» INSTRUCTIONS TO FOLLOW
Read the records beneath this task and copy every line that contains the string "true".

Stored data:
↓
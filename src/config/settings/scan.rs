//! Scan coordinator settings

use serde::{Deserialize, Serialize};
use std::time::Duration;

/// Admission and deadline settings for whole scans
#[derive(Debug, Clone, Serialize, Deserialize)]
pub struct ScanSettings {
    /// Maximum number of scans executing at the same time (process-wide)
    #[serde(default = "default_max_concurrent_scans")]
    pub max_concurrent_scans: usize,

    /// Wall-clock budget for one scan, both probes combined
    #[serde(default = "default_global_scan_timeout_secs")]
    pub global_scan_timeout_secs: u64,

    /// Run the port and vulnerability probes concurrently (true) or one after the other
    #[serde(default = "default_parallel")]
    pub parallel: bool,
}

impl ScanSettings {
    pub fn global_timeout(&self) -> Duration {
        Duration::from_secs(self.global_scan_timeout_secs)
    }
}

fn default_max_concurrent_scans() -> usize {
    3
}

fn default_global_scan_timeout_secs() -> u64 {
    600
}

fn default_parallel() -> bool {
    true
}

impl Default for ScanSettings {
    fn default() -> Self {
        Self {
            max_concurrent_scans: default_max_concurrent_scans(),
            global_scan_timeout_secs: default_global_scan_timeout_secs(),
            parallel: default_parallel(),
        }
    }
}
use std::time::Duration;

use async_trait::async_trait;
use serde::{Deserialize, Serialize};
use url::Url;

use gcn_core::config::AppConfig;
use gcn_core::document::Document;
use gcn_core::error::{GcnError, Result};
use gcn_core::inference::{ExtractionRequest, InferenceService, RemoteReference};

const API_VERSION: &str = "v1beta";
const UPLOAD_URL_HEADER: &str = "x-goog-upload-url";

/// Gemini REST client covering the Files API and `generateContent`.
pub struct GeminiClient {
    client: reqwest::Client,
    api_key: String,
    model: String,
    base_url: Url,
}

// ── Gemini API request/response types ──────────────────────────────────────

#[derive(Debug, Serialize)]
struct UploadStartRequest<'a> {
    file: UploadMetadata<'a>,
}

#[derive(Debug, Serialize)]
struct UploadMetadata<'a> {
    display_name: &'a str,
}

#[derive(Debug, Deserialize)]
struct UploadResponse {
    file: FileResource,
}

#[derive(Debug, Deserialize)]
#[serde(rename_all = "camelCase")]
struct FileResource {
    name: String,
    uri: String,
    #[serde(default)]
    mime_type: Option<String>,
    #[serde(default)]
    state: Option<String>,
}

#[derive(Debug, Serialize)]
#[serde(rename_all = "camelCase")]
struct GenerateRequest<'a> {
    contents: Vec<Content<'a>>,
    generation_config: GenerationConfig<'a>,
}

#[derive(Debug, Serialize)]
struct Content<'a> {
    role: &'static str,
    parts: Vec<Part<'a>>,
}

#[derive(Debug, Serialize)]
#[serde(untagged)]
enum Part<'a> {
    Text { text: &'a str },
    File { file_data: FileData<'a> },
}

#[derive(Debug, Serialize)]
struct FileData<'a> {
    mime_type: &'a str,
    file_uri: &'a str,
}

#[derive(Debug, Serialize)]
#[serde(rename_all = "camelCase")]
struct GenerationConfig<'a> {
    response_mime_type: &'a str,
    response_schema: &'a serde_json::Value,
}

#[derive(Debug, Deserialize)]
#[serde(rename_all = "camelCase")]
struct GenerateResponse {
    #[serde(default)]
    candidates: Vec<Candidate>,
    #[serde(default)]
    prompt_feedback: Option<PromptFeedback>,
}

#[derive(Debug, Deserialize)]
#[serde(rename_all = "camelCase")]
struct Candidate {
    #[serde(default)]
    content: Option<CandidateContent>,
    #[serde(default)]
    finish_reason: Option<String>,
}

#[derive(Debug, Deserialize)]
struct CandidateContent {
    #[serde(default)]
    parts: Vec<ResponsePart>,
}

#[derive(Debug, Deserialize)]
struct ResponsePart {
    #[serde(default)]
    text: Option<String>,
}

#[derive(Debug, Deserialize)]
#[serde(rename_all = "camelCase")]
struct PromptFeedback {
    #[serde(default)]
    block_reason: Option<String>,
}

#[derive(Debug, Deserialize)]
struct ApiErrorEnvelope {
    error: ApiErrorBody,
}

#[derive(Debug, Deserialize)]
struct ApiErrorBody {
    #[serde(default)]
    message: String,
    #[serde(default)]
    status: Option<String>,
}

// ── Implementation ─────────────────────────────────────────────────────────

impl GeminiClient {
    pub fn new(config: &AppConfig) -> Result<Self> {
        let client = reqwest::Client::builder()
            .timeout(Duration::from_secs(config.request_timeout_secs))
            .build()?;
        Ok(Self {
            client,
            api_key: config.gemini_api_key.clone(),
            model: config.gemini_model.clone(),
            base_url: config.gemini_base_url.clone(),
        })
    }

    fn endpoint(&self, path: &str) -> Result<Url> {
        let raw = format!("{}/{}", self.base_url.as_str().trim_end_matches('/'), path);
        Url::parse(&raw).map_err(|e| GcnError::Config(format!("invalid endpoint '{raw}': {e}")))
    }

    fn generate_body<'a>(request: &'a ExtractionRequest) -> GenerateRequest<'a> {
        GenerateRequest {
            contents: vec![Content {
                role: "user",
                parts: vec![
                    Part::Text {
                        text: &request.instruction,
                    },
                    Part::File {
                        file_data: FileData {
                            mime_type: &request.file.mime_type,
                            file_uri: &request.file.uri,
                        },
                    },
                ],
            }],
            generation_config: GenerationConfig {
                response_mime_type: request.response_mime_type,
                response_schema: &request.constraint,
            },
        }
    }

    /// Concatenates the text parts of the first candidate, the way the model's
    /// answer is presented as a single string.
    fn response_text(response: GenerateResponse) -> Result<String> {
        let block_reason = response
            .prompt_feedback
            .and_then(|f| f.block_reason)
            .map(|r| format!(", prompt blocked: {r}"))
            .unwrap_or_default();

        let Some(candidate) = response.candidates.into_iter().next() else {
            return Err(GcnError::api(format!(
                "response contained no candidates{block_reason}"
            )));
        };

        let text: String = candidate
            .content
            .map(|c| c.parts.into_iter().filter_map(|p| p.text).collect())
            .unwrap_or_default();

        if text.is_empty() {
            return Err(GcnError::api(format!(
                "candidate contained no text (finish reason: {}){block_reason}",
                candidate.finish_reason.as_deref().unwrap_or("unknown")
            )));
        }
        Ok(text)
    }

    /// Turns a non-success response into an `ApiFailure`, keeping the service's message.
    async fn api_error(response: reqwest::Response, action: &str) -> GcnError {
        let status = response.status();
        let body = response
            .text()
            .await
            .unwrap_or_else(|_| "<failed to read body>".to_string());
        GcnError::Api {
            status: Some(status.as_u16()),
            message: format!("{action} failed: {}", error_message(&body)),
        }
    }
}

fn error_message(body: &str) -> String {
    match serde_json::from_str::<ApiErrorEnvelope>(body) {
        Ok(envelope) => match envelope.error.status {
            Some(status) => format!("{status}: {}", envelope.error.message),
            None => envelope.error.message,
        },
        Err(_) => body.trim().to_string(),
    }
}

#[async_trait]
impl InferenceService for GeminiClient {
    fn model(&self) -> &str {
        &self.model
    }

    async fn upload(&self, document: &Document, mime_type: &str) -> Result<RemoteReference> {
        let start_url = self.endpoint(&format!("upload/{API_VERSION}/files"))?;

        tracing::debug!(
            source = %document.name(),
            mime_type = %mime_type,
            bytes = document.len(),
            "Starting resumable upload to Gemini Files API"
        );

        let response = self
            .client
            .post(start_url)
            .header("x-goog-api-key", &self.api_key)
            .header("X-Goog-Upload-Protocol", "resumable")
            .header("X-Goog-Upload-Command", "start")
            .header("X-Goog-Upload-Header-Content-Length", document.len().to_string())
            .header("X-Goog-Upload-Header-Content-Type", mime_type)
            .json(&UploadStartRequest {
                file: UploadMetadata {
                    display_name: document.name(),
                },
            })
            .send()
            .await
            .map_err(|e| GcnError::api(format!("upload start request failed: {e}")))?;

        if !response.status().is_success() {
            return Err(Self::api_error(response, "upload start").await);
        }

        let upload_url = response
            .headers()
            .get(UPLOAD_URL_HEADER)
            .and_then(|v| v.to_str().ok())
            .map(str::to_owned)
            .ok_or_else(|| GcnError::api("upload start response carried no upload URL"))?;

        let response = self
            .client
            .post(upload_url)
            .header("X-Goog-Upload-Offset", "0")
            .header("X-Goog-Upload-Command", "upload, finalize")
            .body(document.content().to_vec())
            .send()
            .await
            .map_err(|e| GcnError::api(format!("upload request failed: {e}")))?;

        if !response.status().is_success() {
            return Err(Self::api_error(response, "upload").await);
        }

        let uploaded: UploadResponse = response
            .json()
            .await
            .map_err(|e| GcnError::api(format!("failed to parse upload response: {e}")))?;

        let failed = uploaded.file.state.as_deref() == Some("FAILED");
        let reference = RemoteReference {
            name: uploaded.file.name,
            uri: uploaded.file.uri,
            mime_type: uploaded
                .file
                .mime_type
                .unwrap_or_else(|| mime_type.to_string()),
        };

        if failed {
            // the file exists remotely even though processing failed
            if let Err(e) = self.delete(&reference).await {
                tracing::warn!(
                    source = %document.name(),
                    remote = %reference.name,
                    error = %e,
                    "Failed to delete upload rejected by the Files API"
                );
            }
            return Err(GcnError::api(format!(
                "remote processing of {} failed",
                reference.name
            )));
        }

        Ok(reference)
    }

    async fn generate(&self, request: &ExtractionRequest) -> Result<String> {
        let url = self.endpoint(&format!(
            "{API_VERSION}/models/{}:generateContent",
            self.model
        ))?;

        let response = self
            .client
            .post(url)
            .header("x-goog-api-key", &self.api_key)
            .json(&Self::generate_body(request))
            .send()
            .await
            .map_err(|e| GcnError::api(format!("generateContent request failed: {e}")))?;

        if !response.status().is_success() {
            return Err(Self::api_error(response, "generateContent").await);
        }

        let parsed: GenerateResponse = response
            .json()
            .await
            .map_err(|e| GcnError::api(format!("failed to parse generateContent response: {e}")))?;

        Self::response_text(parsed)
    }

    async fn delete(&self, reference: &RemoteReference) -> Result<()> {
        let url = self.endpoint(&format!("{API_VERSION}/{}", reference.name))?;

        let response = self
            .client
            .delete(url)
            .header("x-goog-api-key", &self.api_key)
            .send()
            .await
            .map_err(|e| GcnError::api(format!("delete request failed: {e}")))?;

        if !response.status().is_success() {
            return Err(Self::api_error(response, "delete").await);
        }
        Ok(())
    }
}
pub mod export;
pub mod extract;
pub mod health;
pub mod schema;

use axum::{
    http::StatusCode,
    response::{IntoResponse, Response},
    Json,
};

use gcn_core::api_types::ErrorResponse;

pub(crate) fn error_response(status: StatusCode, error: impl Into<String>) -> Response {
    (
        status,
        Json(ErrorResponse {
            error: error.into(),
        }),
    )
        .into_response()
}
↑
» ANSWER SPACE
    /// Run the port and vulnerability probes concurrently (true) or one after the other
    true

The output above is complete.